I found an Orchestra Leadership Lesson from my high school experience to be a great analogy to share to debunk the notion that one can abdicate decision making to a new domain coined “decision coach.”
One thread which sparked last week’s post, proposed the need for a “Decision Coach” as a new role to serve the CEO, and even went so far as to suggest that a new engineering science was emerging around Decision Making.
In A Leader’s Job Description
In the thread, I held fast to a simple fact that Decision Making is a function very clearly identified as a requirement on any leader or CEO’s job description.
I posted this comment as the thread continued to spin between the leaders that knew their roles included decision making, and those that were looking for a way to offload the pressure.
ANDREW STEIN […] I cherish my copy of The New Rational Manager. Sad to see it’s now $1.70 used, on Amazon. Then, perhaps, it’s only a matter of time before it is democratized in the Google Books project for everyone’s benefit.
My between the lines read of Kepner and Tragoe taught me not to abdicate decision making. Do it, learn from mistakes, and do it again. Practice improves the skill.
My high school cello teacher Ms. Balderson, taught me that I could not have someone else practice for me, and ever expect to increase my skill, perform well under pressure, or expect to lead the cello section or be respected by the rest of the orchestra.
Of the four types of decision making (authoritative, consultative, delegated and consensus), there is a fine line separating “delegating” or “consulting” to increase one’s readiness to make a decision, and fundamentally abdicating the decision making responsibility altogether.
Decision Coach Snake Oil
Calling a consultant a “decision coach,” is just confusing.

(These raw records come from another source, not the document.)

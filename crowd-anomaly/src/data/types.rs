//! Core types for telemetry input
//!
//! Defines the row types the detector consumes: per-entity trajectory
//! samples, per-tick movement statistics, external classifier predictions,
//! and a schema-free [`Table`] for datasets whose columns are passed through.

use serde::{Deserialize, Serialize};

/// One positional sample of a tracked entity
#[derive(Debug, Clone, PartialEq, Serialize, Deserialize)]
pub struct TrajectorySample {
    /// Tracked entity (device) identifier
    #[serde(alias = "phone_id")]
    pub entity_id: String,
    /// Sample time (seconds)
    pub t: f64,
    /// Position x
    #[serde(alias = "x_t_m")]
    pub x: f64,
    /// Position y
    #[serde(alias = "y_t_m")]
    pub y: f64,
    /// Velocity x
    #[serde(alias = "vx_t_mps")]
    pub vx: f64,
    /// Velocity y
    #[serde(alias = "vy_t_mps")]
    pub vy: f64,
}

impl TrajectorySample {
    /// Create a sample
    pub fn new(entity_id: impl Into<String>, t: f64, position: (f64, f64), velocity: (f64, f64)) -> Self {
        Self {
            entity_id: entity_id.into(),
            t,
            x: position.0,
            y: position.1,
            vx: velocity.0,
            vy: velocity.1,
        }
    }

    /// Position as a tuple
    #[inline]
    pub fn position(&self) -> (f64, f64) {
        (self.x, self.y)
    }

    /// Velocity as a tuple
    #[inline]
    pub fn velocity(&self) -> (f64, f64) {
        (self.vx, self.vy)
    }
}

/// Aggregate outward-movement statistics for one tick
#[derive(Debug, Clone, Copy, PartialEq, Serialize, Deserialize)]
pub struct MovementStats {
    /// Tick time (seconds)
    pub t: f64,
    /// Share of entities moving away from the reference point
    pub outward_fraction: f64,
    /// Mean outward speed
    #[serde(alias = "mean_outward_speed_mps")]
    pub mean_outward_speed: f64,
}

/// A persisted prediction from an external classifier
#[derive(Debug, Clone, Copy, PartialEq, Serialize, Deserialize)]
pub struct ClassifierPrediction {
    /// Tick time (seconds)
    pub t: f64,
    /// Already-persisted prediction
    pub prediction: bool,
}

/// A schema-free table of string cells.
///
/// Columns that the detector does not interpret are carried through untouched,
/// in their original order.
#[derive(Debug, Clone, Default, PartialEq, Serialize, Deserialize)]
pub struct Table {
    /// Column names
    pub headers: Vec<String>,
    /// Rows, each with one cell per header
    pub rows: Vec<Vec<String>>,
}

impl Table {
    /// Create a table with the given headers and no rows
    pub fn new(headers: Vec<String>) -> Self {
        Self {
            headers,
            rows: Vec::new(),
        }
    }

    /// Append a row
    pub fn push_row(&mut self, row: Vec<String>) {
        self.rows.push(row);
    }

    /// Position of a named column
    pub fn column_index(&self, name: &str) -> Option<usize> {
        self.headers.iter().position(|h| h == name)
    }

    /// First of `names` present in the table, with its position
    pub fn first_column<'a>(&self, names: &'a [String]) -> Option<(&'a str, usize)> {
        names
            .iter()
            .find_map(|name| self.column_index(name).map(|idx| (name.as_str(), idx)))
    }

    /// Number of rows
    pub fn len(&self) -> usize {
        self.rows.len()
    }

    /// Check if the table has no rows
    pub fn is_empty(&self) -> bool {
        self.rows.is_empty()
    }
}

/// Parse a boolean cell as written by common tabular tools.
///
/// Accepts `1`/`0`, `true`/`false`, `yes`/`no` (case-insensitive) and
/// integral floats such as `1.0`.
pub fn parse_flag(cell: &str) -> Option<bool> {
    let trimmed = cell.trim();
    match trimmed.to_ascii_lowercase().as_str() {
        "1" | "true" | "yes" => Some(true),
        "0" | "false" | "no" => Some(false),
        _ => match trimmed.parse::<f64>() {
            Ok(v) if v == 1.0 => Some(true),
            Ok(v) if v == 0.0 => Some(false),
            _ => None,
        },
    }
}

/// Parse a numeric time cell.
pub fn parse_time(cell: &str) -> Option<f64> {
    cell.trim().parse::<f64>().ok()
}

#[cfg(test)]
mod tests {
    use super::*;

    fn names(list: &[&str]) -> Vec<String> {
        list.iter().map(|s| s.to_string()).collect()
    }

    #[test]
    fn test_sample_accessors() {
        let s = TrajectorySample::new("p1", 2.5, (1.0, 2.0), (0.5, -0.5));
        assert_eq!(s.entity_id, "p1");
        assert_eq!(s.position(), (1.0, 2.0));
        assert_eq!(s.velocity(), (0.5, -0.5));
    }

    #[test]
    fn test_first_column_prefers_earlier_name() {
        let table = Table::new(names(&["timestamp", "zone", "t"]));
        let accepted = names(&["t", "timestamp"]);
        let (name, idx) = table.first_column(&accepted).unwrap();
        assert_eq!(name, "t");
        assert_eq!(idx, 2);
    }

    #[test]
    fn test_first_column_missing() {
        let table = Table::new(names(&["time_s", "zone"]));
        assert!(table.first_column(&names(&["t", "timestamp"])).is_none());
    }

    #[test]
    fn test_table_rows() {
        let mut table = Table::new(names(&["t"]));
        assert!(table.is_empty());
        table.push_row(names(&["1.0"]));
        assert_eq!(table.len(), 1);
        assert_eq!(table.column_index("t"), Some(0));
    }

    #[test]
    fn test_parse_flag_variants() {
        assert_eq!(parse_flag("1"), Some(true));
        assert_eq!(parse_flag(" 0 "), Some(false));
        assert_eq!(parse_flag("TRUE"), Some(true));
        assert_eq!(parse_flag("False"), Some(false));
        assert_eq!(parse_flag("1.0"), Some(true));
        assert_eq!(parse_flag("0.0"), Some(false));
        assert_eq!(parse_flag("0.5"), None);
        assert_eq!(parse_flag(""), None);
    }

    #[test]
    fn test_parse_time() {
        assert_eq!(parse_time(" 12.3 "), Some(12.3));
        assert_eq!(parse_time("abc"), None);
    }
}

If you need a consultant with expertise you don’t have, then call in a consultant that has credentialed expertise. A vanilla decision coach will not have credentialed expertise in a particular domain. At best, a decision coach is a project manager. If you need a project manager, get a project manager to handle the details, tasks and timelines.
Creating an arbitrary and new role, domain, and engineering science for “decision coaching” has dubious merit, ambiguous responsibility – how do you hold this role accountable for performance?

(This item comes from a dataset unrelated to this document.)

//! Per-tick boolean signals and their debouncing

pub mod persistence;

pub use persistence::{PersistenceFilter, TickSignal};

On that line of thought, who does it benefit? First, it benefits the decision coach, giving them a new role to create a fuzzy service business around. Leaders using a decision coach then pay money for a service they cannot measure? If it sounds like snake oil selling, then it might be.
Second, it gives the “leader” using a decision coach, a way to abdicate the responsibility, and create a point of blame for failure. This too is not a good approach. Most incredibly this allows a leader to reduce the practice time he or she has in making decisions, and improving the skill.
Your Executive Team Are Your Coaches
Notwithstanding the obvious cost to pay an external decision coach to project manage; missing from the discussion is the simple second fact that a Board, or other body, has hired leaders to build their team around them to complement their skills with abilities that make a team with full competency. Sure, one needs special consulting for some things that do not warrant a full time member of an executive team (e.g., a merger and acquisition initiative, legal counsel on a specific issue, and so on).
A good leader using “consultative” or “delegated” decision making has built a leadership team around him or her such that they have internal competencies to tap into. Again, if I am sitting on a board, and the CEO suggests that he or she needs to spend cash on a decision coach, I’m quickly drawing the conclusion that the leader in that role has not built a good team around them. And I am also concerned that that person in this leadership position is also a good steward over the funds of the company – both in terms of hiring the team around him or her, but also in terms of the cost of a “decision coach” for an activity that he/she is responsible for doing.
Orchestra Leadership Lesson
As Mrs. Balderson taught me, practice not only improves the skill, but it increases the credibility you earn demonstrating that skill.
It is the key to being first chair in the Cello Section of the orchestra. It is the ticket to gaining the interpretive respect from the other section first chairs (leaders) of the orchestra, and as well, the entire orchestra (analogous with a company’s organization).
Mrs. Balderson also taught that trying to push the envelope, do something different, interpret a piece unlike others before you, shows you are thinking, involved, and not just doing what others tell you will be right, be perceived as right, or for all the wrong reasons, be a way to abdicate doing the hard work.
To Ponder
Like last week’s post on April 14 on “Decision Making: Make them or Take Them, But Just Do It,” today’s post should spark introspection in leaders. Being defensive on this topic, makes one susceptible to snake oil salesman. Ponder internally what that means to you and those around you observing your leadership behavior as abdication. The thoughts here should be introspective so you take action, develop skill, and demonstrate confidence to those around you. The latter is what great leaders do.